Solution and Explanation

Step 1: Understand the concept of critical angle.
The critical angle is the angle of incidence (in the denser medium) at which the refracted ray travels along the interface, meaning the angle of refraction is exactly $90^\circ$. For angles of incidence greater than the critical angle, total internal reflection occurs and no light passes into the second medium.
Step 2: Identify the media and their refractive indices.

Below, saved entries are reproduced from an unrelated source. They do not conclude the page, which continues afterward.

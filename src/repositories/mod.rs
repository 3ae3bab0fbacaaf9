//! Repositorios del Telemetry Store
//!
//! Acceso a los documentos Vehicle y LogEntry persistidos.

pub mod memory_telemetry_store;
pub mod pg_telemetry_store;
pub mod seed;
pub mod telemetry_store;

pub use memory_telemetry_store::MemoryTelemetryStore;
pub use pg_telemetry_store::PgTelemetryStore;
pub use telemetry_store::{StoreError, StoreResult, TelemetryStore};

Light travels from medium 1 with refractive index $\mu_1 = 2$ into medium 2 with refractive index $\mu_2 = \sqrt{3}$. Since $\mu_1 > \mu_2$, the first medium is optically denser, so a critical angle exists.
Step 3: Apply Snell's law at the critical angle.
At the critical angle $C$, the angle of refraction is $90^\circ$. Snell's law gives: \[ \mu_1 \sin C = \mu_2 \sin 90^\circ = \mu_2 \] So: \[ \sin C = \frac{\mu_2}{\mu_1} = \frac{\sqrt{3}}{2} \]
Step 4: Find the critical angle.
We know from trigonometry that $\sin 60^\circ = \frac{\sqrt{3}}{2}$. Therefore: \[ C = 60^\circ \]
Step 5: Verify the result makes physical sense.
A critical angle of $60^\circ$ means that rays hitting the interface at angles greater than $60^\circ$ (from the normal) will undergo total internal reflection. This is a reasonable critical angle for these two refractive indices.
Step 6: State the final answer.
The critical angle is: \[ \boxed{60^\circ} \]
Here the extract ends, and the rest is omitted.